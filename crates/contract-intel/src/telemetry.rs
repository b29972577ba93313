//! Process-wide tracing subscriber.

use std::sync::atomic::{AtomicBool, Ordering};

use tracing_subscriber::layer::SubscriberExt;
use tracing_subscriber::util::SubscriberInitExt;
use tracing_subscriber::{fmt, EnvFilter};

use crate::config::LoggingConfig;
use crate::error::ContractIntelError;

static INITIALIZED: AtomicBool = AtomicBool::new(false);

/// Installs the global subscriber. `RUST_LOG` wins over the configured
/// level. Events go to stderr so stdout stays free for command output.
///
/// Only the first call does anything; later calls return `Ok(())`.
pub fn init_tracing(config: &LoggingConfig) -> Result<(), ContractIntelError> {
    if INITIALIZED.swap(true, Ordering::SeqCst) {
        return Ok(());
    }

    let env_filter = EnvFilter::try_from_default_env()
        .or_else(|_| EnvFilter::try_new(&config.level))
        .map_err(|e| ContractIntelError::Telemetry(format!("invalid log filter: {}", e)))?;

    let result = if config.json {
        tracing_subscriber::registry()
            .with(env_filter)
            .with(
                fmt::layer()
                    .json()
                    .with_target(true)
                    .with_writer(std::io::stderr),
            )
            .try_init()
    } else {
        tracing_subscriber::registry()
            .with(env_filter)
            .with(fmt::layer().with_target(true).with_writer(std::io::stderr))
            .try_init()
    };

    result.map_err(|e| ContractIntelError::Telemetry(e.to_string()))
}
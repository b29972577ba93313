//! Payment terms, accepted methods, schedules, remittance details and the
//! customer account being billed.

use std::collections::BTreeSet;
use std::sync::LazyLock;

use regex::Regex;

use super::{push_unique, CategoryContent, CategoryOutput, SubExtractionFault};
use crate::model::PaymentStructure;

pub const TERMS_WEIGHT: f64 = 0.6;
pub const SINGLE_METHOD_WEIGHT: f64 = 0.3;
pub const MULTIPLE_METHODS_WEIGHT: f64 = 0.4;
pub const DETAIL_BONUS: f64 = 0.1;

const MAX_ENTRIES: usize = 10;

static NET_TERMS: LazyLock<Regex> =
    LazyLock::new(|| Regex::new(r"(?i)\bnet[ \t-]*(\d{1,3})\b").unwrap());

static DUE_WITHIN: LazyLock<Regex> = LazyLock::new(|| {
    Regex::new(r"(?i)\b(?:due|payable|paid)[ \t]+within[ \t]+(\d{1,3})[ \t]+(?:calendar[ \t]+|business[ \t]+)?days?\b")
        .unwrap()
});

static DAYS_OF_INVOICE: LazyLock<Regex> = LazyLock::new(|| {
    Regex::new(r"(?i)\b(\d{1,3})[ \t]+days?[ \t]+(?:of|from|after)[ \t]+(?:the[ \t]+)?(?:date[ \t]+of[ \t]+)?(?:receipt[ \t]+of[ \t]+)?invoice").unwrap()
});

static DUE_ON_RECEIPT: LazyLock<Regex> = LazyLock::new(|| {
    Regex::new(r"(?i)\b(?:due|payable)[ \t]+(?:up)?on[ \t]+receipt\b").unwrap()
});

/// Canonical method names and the phrases that indicate them.
static METHODS: LazyLock<Vec<(Regex, &'static str)>> = LazyLock::new(|| {
    [
        (r"(?i)\bcredit[ \t]+cards?\b", "Credit Card"),
        (r"(?i)\bdebit[ \t]+cards?\b", "Debit Card"),
        (r"(?i)\b(?:wire[ \t]+transfers?|bank[ \t]+wires?|by[ \t]+wire)\b", "Wire Transfer"),
        (r"\bACH\b", "ACH"),
        (r"(?i)\b(?:cheques?|(?:by|via|with)[ \t]+checks?|check[ \t]+payments?|checks?[ \t]+payable)\b", "Check"),
        (r"(?i)\bbank[ \t]+transfers?\b", "Bank Transfer"),
        (r"(?i)\belectronic[ \t]+(?:payments?|funds[ \t]+transfers?)|\bEFT\b", "Electronic Payment"),
        (r"(?i)\bdirect[ \t]+deposits?\b", "Direct Deposit"),
        (r"(?i)\bpaypal\b", "PayPal"),
    ]
    .into_iter()
    .map(|(pattern, name)| (Regex::new(pattern).unwrap(), name))
    .collect()
});

static SCHEDULE: LazyLock<Regex> = LazyLock::new(|| {
    Regex::new(r"(?i)\b(?:payable|invoiced|billed|paid)[ \t]+(?:in[ \t]+advance[ \t]+)?(?:monthly|quarterly|annually|yearly|weekly|semi-annually|in[ \t]+(?:\d+|two|three|four)[ \t]+installments?)\b[^.\n]{0,60}|\b(?:\d+|two|three|four)[ \t]+(?:equal[ \t]+)?installments?\b[^.\n]{0,60}|\bmilestone[ \t]+payments?\b[^.\n]{0,60}")
        .unwrap()
});

static DUE_DATE: LazyLock<Regex> = LazyLock::new(|| {
    Regex::new(r"(?i)\bdue[ \t]+(?:on|by)[ \t]+((?:the[ \t]+)?(?:\d{1,2}(?:st|nd|rd|th)?[ \t]+(?:day[ \t]+)?of[ \t]+(?:each|every|the)[ \t]+(?:month|quarter|year)|(?:January|February|March|April|May|June|July|August|September|October|November|December)[ \t]+\d{1,2}(?:,[ \t]*\d{4})?|\d{4}-\d{2}-\d{2}|\d{1,2}/\d{1,2}/\d{2,4}))")
        .unwrap()
});

static BANKING: LazyLock<Regex> = LazyLock::new(|| {
    Regex::new(r"(?i)\b(?:IBAN|SWIFT(?:/BIC)?|BIC|ABA|routing[ \t]+(?:number|no)|account[ \t]+(?:number|no)|sort[ \t]+code)\b\.?[ \t]*(?:#|:)?[ \t]*[A-Z0-9][A-Z0-9 \-]{3,33}[A-Z0-9]")
        .unwrap()
});

/// Customer-side identifiers; bare "account number" belongs to [`BANKING`].
static ACCOUNT_NUMBER: LazyLock<Regex> = LazyLock::new(|| {
    Regex::new(r"(?i)\b(?:(?:customer|client|billing|subscriber)[ \t]+(?:account[ \t]+)?(?:number|no\.?|id|#)|account[ \t]+(?:id|#))[ \t]*[:#]?[ \t]*([A-Z0-9][A-Z0-9\-]{2,30})\b")
        .unwrap()
});

static BILLING_DETAILS: LazyLock<Regex> = LazyLock::new(|| {
    Regex::new(r"(?i)\b(?:billing[ \t]+(?:address|contact|details|information)|bill[ \t]+to|invoices?[ \t]+(?:shall[ \t]+be[ \t]+|will[ \t]+be[ \t]+)?(?:sent|addressed|delivered|emailed)[ \t]+to)[ \t]*:?[ \t]*([^\n]{3,120})")
        .unwrap()
});

pub fn extract(text: &str) -> Result<CategoryOutput, SubExtractionFault> {
    let structure = PaymentStructure {
        payment_terms: payment_terms(text),
        payment_methods: payment_methods(text),
        payment_schedules: collect(&SCHEDULE, text),
        due_dates: due_dates(text),
        banking_details: collect(&BANKING, text),
        account_numbers: account_numbers(text),
        billing_details: billing_details(text),
    };
    let confidence = confidence_for(&structure);

    Ok(CategoryOutput {
        content: CategoryContent::Payment(structure),
        confidence,
    })
}

pub fn confidence_for(structure: &PaymentStructure) -> f64 {
    let mut confidence = 0.0;
    if structure.payment_terms.is_some() {
        confidence += TERMS_WEIGHT;
    }
    confidence += match structure.payment_methods.len() {
        0 => 0.0,
        1 => SINGLE_METHOD_WEIGHT,
        _ => MULTIPLE_METHODS_WEIGHT,
    };
    for present in [
        !structure.payment_schedules.is_empty(),
        !structure.due_dates.is_empty(),
        !structure.banking_details.is_empty(),
    ] {
        if present {
            confidence += DETAIL_BONUS;
        }
    }
    f64::min(confidence, 1.0)
}

/// First recognised terms phrase, normalised. Earlier phrases win.
fn payment_terms(text: &str) -> Option<String> {
    let mut candidates: Vec<(usize, String)> = Vec::new();

    if let Some(caps) = NET_TERMS.captures(text) {
        if let (Some(m), Some(days)) = (caps.get(0), caps.get(1)) {
            candidates.push((m.start(), format!("Net {}", days.as_str())));
        }
    }
    if let Some(caps) = DUE_WITHIN.captures(text) {
        if let (Some(m), Some(days)) = (caps.get(0), caps.get(1)) {
            candidates.push((m.start(), format!("Due within {} days", days.as_str())));
        }
    }
    if let Some(caps) = DAYS_OF_INVOICE.captures(text) {
        if let (Some(m), Some(days)) = (caps.get(0), caps.get(1)) {
            candidates.push((m.start(), format!("{} days from invoice", days.as_str())));
        }
    }
    if let Some(m) = DUE_ON_RECEIPT.find(text) {
        candidates.push((m.start(), "Due on receipt".to_string()));
    }

    candidates.into_iter().min_by_key(|(pos, _)| *pos).map(|(_, t)| t)
}

fn payment_methods(text: &str) -> BTreeSet<String> {
    METHODS
        .iter()
        .filter(|(re, _)| re.is_match(text))
        .map(|(_, name)| name.to_string())
        .collect()
}

fn due_dates(text: &str) -> Vec<String> {
    let mut dates = Vec::new();
    for caps in DUE_DATE.captures_iter(text) {
        if let Some(date) = caps.get(1) {
            push_unique(&mut dates, date.as_str());
        }
        if dates.len() >= MAX_ENTRIES {
            break;
        }
    }
    dates
}

/// Identifiers without a digit are ordinary words ("Customer ID card").
fn account_numbers(text: &str) -> Vec<String> {
    let mut numbers = Vec::new();
    for caps in ACCOUNT_NUMBER.captures_iter(text) {
        if let Some(id) = caps.get(1).filter(|id| id.as_str().bytes().any(|b| b.is_ascii_digit())) {
            push_unique(&mut numbers, id.as_str().trim_end_matches('-'));
        }
        if numbers.len() >= MAX_ENTRIES {
            break;
        }
    }
    numbers
}

fn billing_details(text: &str) -> Option<String> {
    let details = BILLING_DETAILS.captures(text)?.get(1)?.as_str();
    let details = details.trim().trim_end_matches('.').trim_end();
    (!details.is_empty()).then(|| details.to_string())
}

fn collect(re: &Regex, text: &str) -> Vec<String> {
    let mut found = Vec::new();
    for m in re.find_iter(text) {
        push_unique(&mut found, m.as_str());
        if found.len() >= MAX_ENTRIES {
            break;
        }
    }
    found
}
····················
## PROBLEM DESCRIPTION
In your reply, restate exactly the lines from the start of the records above through the line holding "use crate::error::ContractIntelError;", including both, and nothing else.

## ANSWER
filename crates/contract-intel/src/telemetry.rs
repository b29972577ba93313
//! Process-wide tracing subscriber.

use std::sync::atomic::{AtomicBool, Ordering};

use tracing_subscriber::layer::SubscriberExt;
use tracing_subscriber::util::SubscriberInitExt;
use tracing_subscriber::{fmt, EnvFilter};

use crate::config::LoggingConfig;
use crate::error::ContractIntelError;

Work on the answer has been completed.